═════ MATERIAL PROVIDED
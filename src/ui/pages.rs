//! Static pages: rules, help with the FAQ accordion, and news.
//!
//! Each page is a single scrollable paragraph built from `content`.

use ratatui::{
    layout::Rect,
    style::{Modifier, Style},
    text::{Line, Span},
    widgets::{Block, BorderType, Borders, Paragraph, Wrap},
    Frame,
};

use crate::content::help::{self, FaqAccordion};
use crate::content::{news, rules, PageHeader};

use super::theme::{
    COLOR_ACCENT, COLOR_BORDER, COLOR_DIM, COLOR_ERROR, COLOR_HEADER, COLOR_MUTED,
    COLOR_PENDING, COLOR_SELECTED_BG,
};

pub fn render_rules(frame: &mut Frame, area: Rect, scroll: u16) {
    render_page(frame, area, scroll, rules_lines());
}

pub fn render_help(frame: &mut Frame, area: Rect, scroll: u16, faq: &FaqAccordion) {
    render_page(frame, area, scroll, help_lines(faq));
}

pub fn render_news(frame: &mut Frame, area: Rect, scroll: u16) {
    render_page(frame, area, scroll, news_lines());
}

fn render_page(frame: &mut Frame, area: Rect, scroll: u16, lines: Vec<Line<'static>>) {
    let block = Block::default()
        .borders(Borders::ALL)
        .border_type(BorderType::Rounded)
        .border_style(Style::default().fg(COLOR_BORDER));
    frame.render_widget(
        Paragraph::new(lines)
            .block(block)
            .wrap(Wrap { trim: false })
            .scroll((scroll, 0)),
        area,
    );
}

fn header_lines(header: &PageHeader) -> Vec<Line<'static>> {
    vec![
        Line::from(Span::styled(
            header.title,
            Style::default()
                .fg(COLOR_ACCENT)
                .add_modifier(Modifier::BOLD),
        ))
        .centered(),
        Line::from(Span::styled(header.subtitle, Style::default().fg(COLOR_MUTED))).centered(),
        Line::default(),
    ]
}

fn section_title(title: &'static str) -> Line<'static> {
    Line::from(Span::styled(
        title,
        Style::default()
            .fg(COLOR_HEADER)
            .add_modifier(Modifier::BOLD),
    ))
}

pub(crate) fn rules_lines() -> Vec<Line<'static>> {
    let mut lines = header_lines(&rules::HEADER);
    for section in rules::SECTIONS {
        lines.push(section_title(section.title));
        for item in section.items {
            lines.push(Line::from(vec![
                Span::styled("  • ", Style::default().fg(COLOR_ACCENT)),
                Span::raw(item),
            ]));
        }
        lines.push(Line::default());
    }

    lines.push(Line::from(Span::styled(
        rules::PENALTIES_TITLE,
        Style::default()
            .fg(COLOR_ERROR)
            .add_modifier(Modifier::BOLD),
    )));
    for (i, penalty) in rules::PENALTIES.iter().enumerate() {
        lines.push(Line::from(vec![
            Span::styled(format!("  {}. ", i + 1), Style::default().fg(COLOR_DIM)),
            Span::styled(
                penalty.name,
                Style::default()
                    .fg(COLOR_PENDING)
                    .add_modifier(Modifier::BOLD),
            ),
        ]));
        lines.push(Line::from(Span::styled(
            format!("     {}", penalty.description),
            Style::default().fg(COLOR_MUTED),
        )));
    }
    lines
}

pub(crate) fn help_lines(faq: &FaqAccordion) -> Vec<Line<'static>> {
    let mut lines = header_lines(&help::HEADER);
    for guide in help::GUIDES {
        lines.push(Line::from(vec![
            Span::styled("  ▸ ", Style::default().fg(COLOR_ACCENT)),
            Span::styled(guide.title, Style::default().fg(COLOR_HEADER)),
            Span::styled(format!("  {}", guide.description), Style::default().fg(COLOR_DIM)),
        ]));
    }
    lines.push(Line::default());

    lines.push(section_title(help::FAQ_TITLE));
    for (i, entry) in help::FAQ.iter().enumerate() {
        let open = faq.open() == Some(i);
        let marker = if open { "▾" } else { "▸" };
        let mut question = Line::from(vec![
            Span::styled(format!("  {} ", marker), Style::default().fg(COLOR_ACCENT)),
            Span::raw(entry.question),
        ]);
        if faq.cursor() == i {
            question = question.style(Style::default().bg(COLOR_SELECTED_BG));
        }
        lines.push(question);
        if open {
            lines.push(Line::from(Span::styled(
                format!("    {}", entry.answer),
                Style::default().fg(COLOR_MUTED),
            )));
        }
    }
    lines.push(Line::default());

    lines.push(section_title(help::SUPPORT_TITLE));
    lines.push(Line::from(Span::styled(
        help::SUPPORT_TEXT,
        Style::default().fg(COLOR_MUTED),
    )));
    let mut actions = Vec::new();
    for action in help::SUPPORT_ACTIONS {
        actions.push(Span::styled(
            format!("[ {} ]", action),
            Style::default().fg(COLOR_ACCENT),
        ));
        actions.push(Span::raw("  "));
    }
    lines.push(Line::from(actions));
    lines
}

pub(crate) fn news_lines() -> Vec<Line<'static>> {
    let mut lines = header_lines(&news::HEADER);
    for item in news::ITEMS {
        lines.push(Line::from(vec![
            Span::styled(
                format!("[{}] ", item.tag),
                Style::default().fg(COLOR_ACCENT),
            ),
            Span::styled(
                item.title,
                Style::default()
                    .fg(COLOR_HEADER)
                    .add_modifier(Modifier::BOLD),
            ),
            Span::styled(format!("  {}", item.date), Style::default().fg(COLOR_DIM)),
        ]));
        lines.push(Line::from(Span::styled(
            format!("  {}", item.body),
            Style::default().fg(COLOR_MUTED),
        )));
        lines.push(Line::default());
    }

    lines.push(section_title(news::SUBSCRIBE_TITLE));
    lines.push(Line::from(Span::styled(
        news::SUBSCRIBE_TEXT,
        Style::default().fg(COLOR_MUTED),
    )));
    for channel in news::SUBSCRIBE_CHANNELS {
        lines.push(Line::from(vec![
            Span::styled("  ✓ ", Style::default().fg(COLOR_ACCENT)),
            Span::raw(channel),
        ]));
    }
    lines
}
══════════
## YOUR GOAL
Give the entries again in full, exactly as they are written.

## FINISHED TASK
filename src/ui/pages.rs
//! Static pages: rules, help with the FAQ accordion, and news.
//!
//! Each page is a single scrollable paragraph built from `content`.

use ratatui::{
    layout::Rect,
    style::{Modifier, Style},
    text::{Line, Span},
    widgets::{Block, BorderType, Borders, Paragraph, Wrap},
    Frame,
};

use crate::content::help::{self, FaqAccordion};
use crate::content::{news, rules, PageHeader};

use super::theme::{
    COLOR_ACCENT, COLOR_BORDER, COLOR_DIM, COLOR_ERROR, COLOR_HEADER, COLOR_MUTED,
    COLOR_PENDING, COLOR_SELECTED_BG,
};

pub fn render_rules(frame: &mut Frame, area: Rect, scroll: u16) {
    render_page(frame, area, scroll, rules_lines());
}

pub fn render_help(frame: &mut Frame, area: Rect, scroll: u16, faq: &FaqAccordion) {
    render_page(frame, area, scroll, help_lines(faq));
}

pub fn render_news(frame: &mut Frame, area: Rect, scroll: u16) {
    render_page(frame, area, scroll, news_lines());
}

fn render_page(frame: &mut Frame, area: Rect, scroll: u16, lines: Vec<Line<'static>>) {
    let block = Block::default()
        .borders(Borders::ALL)
        .border_type(BorderType::Rounded)
        .border_style(Style::default().fg(COLOR_BORDER));
    frame.render_widget(
        Paragraph::new(lines)
            .block(block)
            .wrap(Wrap { trim: false })
            .scroll((scroll, 0)),
        area,
    );
}

fn header_lines(header: &PageHeader) -> Vec<Line<'static>> {
    vec![
        Line::from(Span::styled(
            header.title,
            Style::default()
                .fg(COLOR_ACCENT)
                .add_modifier(Modifier::BOLD),
        ))
        .centered(),
        Line::from(Span::styled(header.subtitle, Style::default().fg(COLOR_MUTED))).centered(),
        Line::default(),
    ]
}

fn section_title(title: &'static str) -> Line<'static> {
    Line::from(Span::styled(
        title,
        Style::default()
            .fg(COLOR_HEADER)
            .add_modifier(Modifier::BOLD),
    ))
}

pub(crate) fn rules_lines() -> Vec<Line<'static>> {
    let mut lines = header_lines(&rules::HEADER);
    for section in rules::SECTIONS {
        lines.push(section_title(section.title));
        for item in section.items {
            lines.push(Line::from(vec![
                Span::styled("  • ", Style::default().fg(COLOR_ACCENT)),
                Span::raw(item),
            ]));
        }
        lines.push(Line::default());
    }

    lines.push(Line::from(Span::styled(
        rules::PENALTIES_TITLE,
        Style::default()
            .fg(COLOR_ERROR)
            .add_modifier(Modifier::BOLD),
    )));
    for (i, penalty) in rules::PENALTIES.iter().enumerate() {
        lines.push(Line::from(vec![
            Span::styled(format!("  {}. ", i + 1), Style::default().fg(COLOR_DIM)),
            Span::styled(
                penalty.name,
                Style::default()
                    .fg(COLOR_PENDING)
                    .add_modifier(Modifier::BOLD),
            ),
        ]));
        lines.push(Line::from(Span::styled(
            format!("     {}", penalty.description),
            Style::default().fg(COLOR_MUTED),
        )));
    }
    lines
}

pub(crate) fn help_lines(faq: &FaqAccordion) -> Vec<Line<'static>> {
    let mut lines = header_lines(&help::HEADER);
    for guide in help::GUIDES {
        lines.push(Line::from(vec![
            Span::styled("  ▸ ", Style::default().fg(COLOR_ACCENT)),
            Span::styled(guide.title, Style::default().fg(COLOR_HEADER)),
            Span::styled(format!("  {}", guide.description), Style::default().fg(COLOR_DIM)),
        ]));
    }
    lines.push(Line::default());

    lines.push(section_title(help::FAQ_TITLE));
    for (i, entry) in help::FAQ.iter().enumerate() {
        let open = faq.open() == Some(i);
        let marker = if open { "▾" } else { "▸" };
        let mut question = Line::from(vec![
            Span::styled(format!("  {} ", marker), Style::default().fg(COLOR_ACCENT)),
            Span::raw(entry.question),
        ]);
        if faq.cursor() == i {
            question = question.style(Style::default().bg(COLOR_SELECTED_BG));
        }
        lines.push(question);
        if open {
            lines.push(Line::from(Span::styled(
                format!("    {}", entry.answer),
                Style::default().fg(COLOR_MUTED),
            )));
        }
    }
    lines.push(Line::default());

    lines.push(section_title(help::SUPPORT_TITLE));
    lines.push(Line::from(Span::styled(
        help::SUPPORT_TEXT,
        Style::default().fg(COLOR_MUTED),
    )));
    let mut actions = Vec::new();
    for action in help::SUPPORT_ACTIONS {
        actions.push(Span::styled(
            format!("[ {} ]", action),
            Style::default().fg(COLOR_ACCENT),
        ));
        actions.push(Span::raw("  "));
    }
    lines.push(Line::from(actions));
    lines
}

pub(crate) fn news_lines() -> Vec<Line<'static>> {
    let mut lines = header_lines(&news::HEADER);
    for item in news::ITEMS {
        lines.push(Line::from(vec![
            Span::styled(
                format!("[{}] ", item.tag),
                Style::default().fg(COLOR_ACCENT),
            ),
            Span::styled(
                item.title,
                Style::default()
                    .fg(COLOR_HEADER)
                    .add_modifier(Modifier::BOLD),
            ),
            Span::styled(format!("  {}", item.date), Style::default().fg(COLOR_DIM)),
        ]));
        lines.push(Line::from(Span::styled(
            format!("  {}", item.body),
            Style::default().fg(COLOR_MUTED),
        )));
        lines.push(Line::default());
    }

    lines.push(section_title(news::SUBSCRIBE_TITLE));
    lines.push(Line::from(Span::styled(
        news::SUBSCRIBE_TEXT,
        Style::default().fg(COLOR_MUTED),
    )));
    for channel in news::SUBSCRIBE_CHANNELS {
        lines.push(Line::from(vec![
            Span::styled("  ✓ ", Style::default().fg(COLOR_ACCENT)),
            Span::raw(channel),
        ]));
    }
    lines
}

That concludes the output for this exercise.